Can deprescribing protocols improve cognition and falls in MS?

Deprescribing protocols have the potential to improve cognition and reduce falls in people with multiple sclerosis (MS) by carefully reducing or stopping medications that may contribute to cognitive impairment, dizziness, or balance problems. MS is a complex neurological condition often treated with multiple medications, some of which can have side effects that negatively affect brain function and physical stability. By systematically reviewing and adjusting these medications, healthcare providers aim to minimize polypharmacy-related risks while maintaining disease control.

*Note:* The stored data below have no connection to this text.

//! Wallboard run use-case.
//!
//! # Responsibility
//! - Regenerate one wallboard document from its own settings table.
//! - Enforce the required-settings precondition before any aggregation.
//! - Write the rendered groups plus the minimal settings table back once.
//!
//! # Invariants
//! - A missing `Query Tag` or `Group By Tags` raises exactly one user alert
//!   and issues no tag query, task fetch or replacement.
//! - `replace_content` is called at most once per run.
//! - Any store failure during aggregation fails the run and writes nothing.

use crate::config::WallboardDefaults;
use crate::model::atom::AtomId;
use crate::repo::document_store::{DocumentStore, Notifier, StoreError};
use crate::settings::{parse_settings, serialize_settings};
use crate::wallboard::aggregate::aggregate;
use crate::wallboard::render::render_groups;
use log::{error, info};
use std::error::Error;
use std::fmt::{Display, Formatter};
use std::time::Instant;

/// Separator between the rendered groups and the settings table.
pub const SETTINGS_RULE: &str = "\n\n---\n\n";

/// Service error for wallboard runs.
#[derive(Debug)]
pub enum WallboardError {
    /// Reading the wallboard, aggregating or writing back failed.
    Store(StoreError),
}

impl Display for WallboardError {
    fn fmt(&self, f: &mut Formatter<'_>) -> std::fmt::Result {
        match self {
            Self::Store(err) => write!(f, "wallboard run failed: {err}"),
        }
    }
}

impl Error for WallboardError {
    fn source(&self) -> Option<&(dyn Error + 'static)> {
        match self {
            Self::Store(err) => Some(err),
        }
    }
}

impl From<StoreError> for WallboardError {
    fn from(value: StoreError) -> Self {
        Self::Store(value)
    }
}

/// Result of one run that did not fail.
#[derive(Debug, Clone, PartialEq, Eq)]
pub enum RunOutcome {
    /// The document was overwritten with `content`.
    Replaced { content: String },
    /// `content` was rendered but not written.
    Rendered { content: String },
    /// A required directive was missing; the user was alerted with `reason`.
    Aborted { reason: String },
}

/// Wallboard service facade over a document store and a notifier.
pub struct WallboardService<S: DocumentStore, N: Notifier> {
    store: S,
    notifier: N,
    defaults: WallboardDefaults,
}

impl<S: DocumentStore, N: Notifier> WallboardService<S, N> {
    /// Creates a service using the provided collaborators.
    pub fn new(store: S, notifier: N, defaults: WallboardDefaults) -> Self {
        Self {
            store,
            notifier,
            defaults,
        }
    }

    pub fn store(&self) -> &S {
        &self.store
    }

    pub fn notifier(&self) -> &N {
        &self.notifier
    }

    /// Regenerates `note_id` from its current content and writes it back.
    pub async fn run(&self, note_id: AtomId) -> Result<RunOutcome, WallboardError> {
        let text = self.store.fetch_content(note_id).await?;
        self.run_with_content(note_id, &text).await
    }

    /// Same as [`Self::run`] for a host that already holds the document text.
    pub async fn run_with_content(
        &self,
        note_id: AtomId,
        text: &str,
    ) -> Result<RunOutcome, WallboardError> {
        self.execute(note_id, text, true).await
    }

    /// Renders `note_id` without writing anything back.
    pub async fn preview(&self, note_id: AtomId) -> Result<RunOutcome, WallboardError> {
        let text = self.store.fetch_content(note_id).await?;
        self.execute(note_id, &text, false).await
    }

    async fn execute(
        &self,
        note_id: AtomId,
        text: &str,
        write_back: bool,
    ) -> Result<RunOutcome, WallboardError> {
        let started_at = Instant::now();
        info!(
            "event=wallboard_run module=wallboard status=start note={} write_back={}",
            note_id, write_back
        );

        let settings = parse_settings(text, &self.defaults);
        let required = match settings.required() {
            Ok(required) => required,
            Err(missing_label) => {
                let reason = format!("{missing_label} setting must exist");
                self.notifier.notify_user(&reason);
                info!(
                    "event=wallboard_run module=wallboard status=aborted note={} missing={} duration_ms={}",
                    note_id,
                    missing_label,
                    started_at.elapsed().as_millis()
                );
                return Ok(RunOutcome::Aborted { reason });
            }
        };

        let result = async {
            let groups = aggregate(
                &self.store,
                required.query_tag,
                required.group_tags,
                &settings,
            )
            .await?;
            let content = compose_document(
                &render_groups(&settings, &groups),
                &serialize_settings(&settings, &self.defaults),
            );
            if write_back {
                self.store.replace_content(note_id, &content).await?;
            }
            Ok::<_, StoreError>((groups.len(), content))
        }
        .await;

        match result {
            Ok((group_count, content)) => {
                info!(
                    "event=wallboard_run module=wallboard status=ok note={} groups={} bytes={} duration_ms={}",
                    note_id,
                    group_count,
                    content.len(),
                    started_at.elapsed().as_millis()
                );
                if write_back {
                    Ok(RunOutcome::Replaced { content })
                } else {
                    Ok(RunOutcome::Rendered { content })
                }
            }
            Err(err) => {
                error!(
                    "event=wallboard_run module=wallboard status=error note={} duration_ms={} error={}",
                    note_id,
                    started_at.elapsed().as_millis(),
                    err
                );
                Err(err.into())
            }
        }
    }
}

/// Joins the rendered body and the settings table around a horizontal rule.
pub fn compose_document(body: &str, settings_table: &str) -> String {
    format!("{body}{SETTINGS_RULE}{settings_table}")
}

People with MS frequently take a variety of drugs, including disease-modifying therapies, symptomatic treatments, and medications for comorbid conditions. This polypharmacy can increase the risk of adverse effects such as sedation, confusion, and orthostatic hypotension, all of which can impair cognition and increase fall risk. Deprescribing protocols involve a structured approach to identifying medications that may no longer be necessary, are potentially harmful, or could be replaced with safer alternatives. This process requires careful assessment of each drug’s benefits and risks in the context of the individual’s current health status.

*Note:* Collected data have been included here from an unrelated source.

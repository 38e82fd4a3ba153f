//! Process-wide wallboard defaults.
//!
//! # Responsibility
//! - Provide the fallback values used when a document omits a directive.
//! - Load overrides from a TOML file for hosts that want different defaults.
//!
//! # Invariants
//! - `image_width` and `table_columns` are positive.
//! - Progress characters are exactly one character each.

use serde::{Deserialize, Serialize};
use std::error::Error;
use std::fmt::{Display, Formatter};
use std::path::Path;

pub const DEFAULT_IMAGE_WIDTH: u32 = 200;
pub const DEFAULT_TABLE_COLUMNS: u32 = 3;
pub const DEFAULT_PROGRESS_COMPLETION_CHAR: &str = "★";
pub const DEFAULT_PROGRESS_REMAINING_CHAR: &str = "☆";
pub const DEFAULT_NOTE_URL_BASE: &str = "https://www.amplenote.com/notes/";

/// Error raised while loading or validating defaults.
#[derive(Debug)]
pub enum ConfigError {
    Io {
        path: String,
        source: std::io::Error,
    },
    Parse(toml::de::Error),
    InvalidValue {
        key: &'static str,
        message: String,
    },
}

impl Display for ConfigError {
    fn fmt(&self, f: &mut Formatter<'_>) -> std::fmt::Result {
        match self {
            Self::Io { path, source } => write!(f, "failed to read defaults `{path}`: {source}"),
            Self::Parse(err) => write!(f, "failed to parse defaults: {err}"),
            Self::InvalidValue { key, message } => write!(f, "invalid `{key}`: {message}"),
        }
    }
}

impl Error for ConfigError {
    fn source(&self) -> Option<&(dyn Error + 'static)> {
        match self {
            Self::Io { source, .. } => Some(source),
            Self::Parse(err) => Some(err),
            Self::InvalidValue { .. } => None,
        }
    }
}

impl From<toml::de::Error> for ConfigError {
    fn from(value: toml::de::Error) -> Self {
        Self::Parse(value)
    }
}

/// Fallback values for directives a document leaves out.
#[derive(Debug, Clone, PartialEq, Eq, Serialize, Deserialize)]
#[serde(default, deny_unknown_fields)]
pub struct WallboardDefaults {
    pub image_width: u32,
    pub table_columns: u32,
    pub progress_completion_char: String,
    pub progress_remaining_char: String,
    pub note_url_base: String,
}

impl Default for WallboardDefaults {
    fn default() -> Self {
        Self {
            image_width: DEFAULT_IMAGE_WIDTH,
            table_columns: DEFAULT_TABLE_COLUMNS,
            progress_completion_char: DEFAULT_PROGRESS_COMPLETION_CHAR.to_string(),
            progress_remaining_char: DEFAULT_PROGRESS_REMAINING_CHAR.to_string(),
            note_url_base: DEFAULT_NOTE_URL_BASE.to_string(),
        }
    }
}

impl WallboardDefaults {
    /// Parses defaults from TOML text; absent keys keep built-in values.
    pub fn from_toml_str(text: &str) -> Result<Self, ConfigError> {
        let defaults: Self = toml::from_str(text)?;
        defaults.validate()?;
        Ok(defaults)
    }

    /// Reads and parses a TOML defaults file.
    pub fn load_from_path(path: impl AsRef<Path>) -> Result<Self, ConfigError> {
        let path = path.as_ref();
        let text = std::fs::read_to_string(path).map_err(|source| ConfigError::Io {
            path: path.display().to_string(),
            source,
        })?;
        Self::from_toml_str(&text)
    }

    pub fn validate(&self) -> Result<(), ConfigError> {
        if self.image_width == 0 {
            return Err(ConfigError::InvalidValue {
                key: "image_width",
                message: "must be positive".to_string(),
            });
        }
        if self.table_columns == 0 {
            return Err(ConfigError::InvalidValue {
                key: "table_columns",
                message: "must be positive".to_string(),
            });
        }
        for (key, value) in [
            ("progress_completion_char", &self.progress_completion_char),
            ("progress_remaining_char", &self.progress_remaining_char),
        ] {
            if value.chars().count() != 1 {
                return Err(ConfigError::InvalidValue {
                    key,
                    message: format!("expected one character, got `{value}`"),
                });
            }
        }
        Ok(())
    }
}

#[cfg(test)]
mod tests {
    use super::{ConfigError, WallboardDefaults};
    use std::io::Write;

    #[test]
    fn partial_toml_keeps_builtin_values() {
        let defaults = WallboardDefaults::from_toml_str("table_columns = 4\n").unwrap();
        assert_eq!(defaults.table_columns, 4);
        assert_eq!(defaults.image_width, 200);
        assert_eq!(defaults.progress_completion_char, "★");
    }

    #[test]
    fn zero_columns_are_rejected() {
        let err = WallboardDefaults::from_toml_str("table_columns = 0\n").unwrap_err();
        assert!(matches!(
            err,
            ConfigError::InvalidValue {
                key: "table_columns",
                ..
            }
        ));
    }

    #[test]
    fn multi_char_progress_marker_is_rejected() {
        let err =
            WallboardDefaults::from_toml_str("progress_remaining_char = \"--\"\n").unwrap_err();
        assert!(err.to_string().contains("progress_remaining_char"));
    }

    #[test]
    fn unknown_keys_are_rejected() {
        let err = WallboardDefaults::from_toml_str("colums = 2\n").unwrap_err();
        assert!(matches!(err, ConfigError::Parse(_)));
    }

    #[test]
    fn load_from_path_reads_file() {
        let mut file = tempfile::NamedTempFile::new().unwrap();
        writeln!(file, "image_width = 320").unwrap();
        let defaults = WallboardDefaults::load_from_path(file.path()).unwrap();
        assert_eq!(defaults.image_width, 320);
    }

    #[test]
    fn load_from_missing_path_reports_io_error() {
        let err = WallboardDefaults::load_from_path("/nonexistent/wallboard.toml").unwrap_err();
        assert!(matches!(err, ConfigError::Io { .. }));
    }
}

Improving cognition through deprescribing is possible because some medications, especially those with sedative properties or anticholinergic effects, can worsen cognitive function. Reducing or stopping these drugs may lead to clearer thinking, better attention, and improved memory. For example, benzodiazepines and certain sleep aids, often prescribed for anxiety or insomnia in MS, can cause drowsiness and cognitive slowing. Deprescribing these under medical supervision can enhance mental clarity.

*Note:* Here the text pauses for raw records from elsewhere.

//! Repository layer: host collaborator contracts and their SQLite backend.
//!
//! # Responsibility
//! - Define the document store and notifier contracts used by the pipeline.
//! - Isolate SQLite query details from the wallboard service.
//!
//! # Invariants
//! - Repository APIs return semantic errors (`NotFound`) in addition to DB
//!   transport errors.

pub mod document_store;
pub mod sqlite_store;
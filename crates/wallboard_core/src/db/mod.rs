//! SQLite storage bootstrap for the document store.
//!
//! # Responsibility
//! - Open and configure SQLite connections.
//! - Apply schema migrations in deterministic order.
//!
//! # Invariants
//! - Migration version is tracked via `PRAGMA user_version`.
//! - No document is read or written before migrations succeed.
//! - A failed migration names its version and rolls back every step of the
//!   same upgrade.

use std::error::Error;
use std::fmt::{Display, Formatter};

pub mod migrations;
mod open;

pub use open::{open_db, open_db_in_memory};

pub type DbResult<T> = Result<T, DbError>;

#[derive(Debug)]
pub enum DbError {
    Sqlite(rusqlite::Error),
    /// One schema step failed; the upgrade transaction was rolled back.
    Migration {
        version: u32,
        name: &'static str,
        source: rusqlite::Error,
    },
    UnsupportedSchemaVersion {
        db_version: u32,
        latest_supported: u32,
    },
}

impl Display for DbError {
    fn fmt(&self, f: &mut Formatter<'_>) -> std::fmt::Result {
        match self {
            Self::Sqlite(err) => write!(f, "{err}"),
            Self::Migration {
                version,
                name,
                source,
            } => write!(f, "schema migration {version} ({name}) failed: {source}"),
            Self::UnsupportedSchemaVersion {
                db_version,
                latest_supported,
            } => write!(
                f,
                "document store schema version {db_version} is newer than supported {latest_supported}"
            ),
        }
    }
}

impl Error for DbError {
    fn source(&self) -> Option<&(dyn Error + 'static)> {
        match self {
            Self::Sqlite(err) | Self::Migration { source: err, .. } => Some(err),
            Self::UnsupportedSchemaVersion { .. } => None,
        }
    }
}

impl From<rusqlite::Error> for DbError {
    fn from(value: rusqlite::Error) -> Self {
        Self::Sqlite(value)
    }
}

Regarding falls, many medications can cause dizziness, low blood pressure, or muscle weakness, all of which increase the likelihood of falling. By deprescribing such medications, patients may experience improved balance and coordination. Additionally, reducing the total medication burden can lessen fatigue and improve overall physical function, further decreasing fall risk.

Successful deprescribing in MS requires a multidisciplinary approach involving neurologists, pharmacists, physical therapists, and primary care providers. It also depends on patient education and engagement to ensure adherence and monitoring for withdrawal effects or symptom recurrence. Deprescribing is not about stopping all medications but about optimizing therapy to maximize benefits and minimize harms.

In some cases, adjunct therapies such as oxygen therapy or lifestyle interventions like physical exercise may complement deprescribing efforts by enhancing neurological function and reducing symptoms that contribute to cognitive decline and falls. For example, improved oxygenation can support cellular health in the nervous system, potentially aiding recovery and function.

Overall, while more research is needed to establish standardized deprescribing protocols specifically for MS, the principles of reducing unnecessary or harmful medications hold promise for improving cognition and reducing falls in this population. Careful, individualized medication review and adjustment can lead to better quality of life and safer mobility for people living with MS.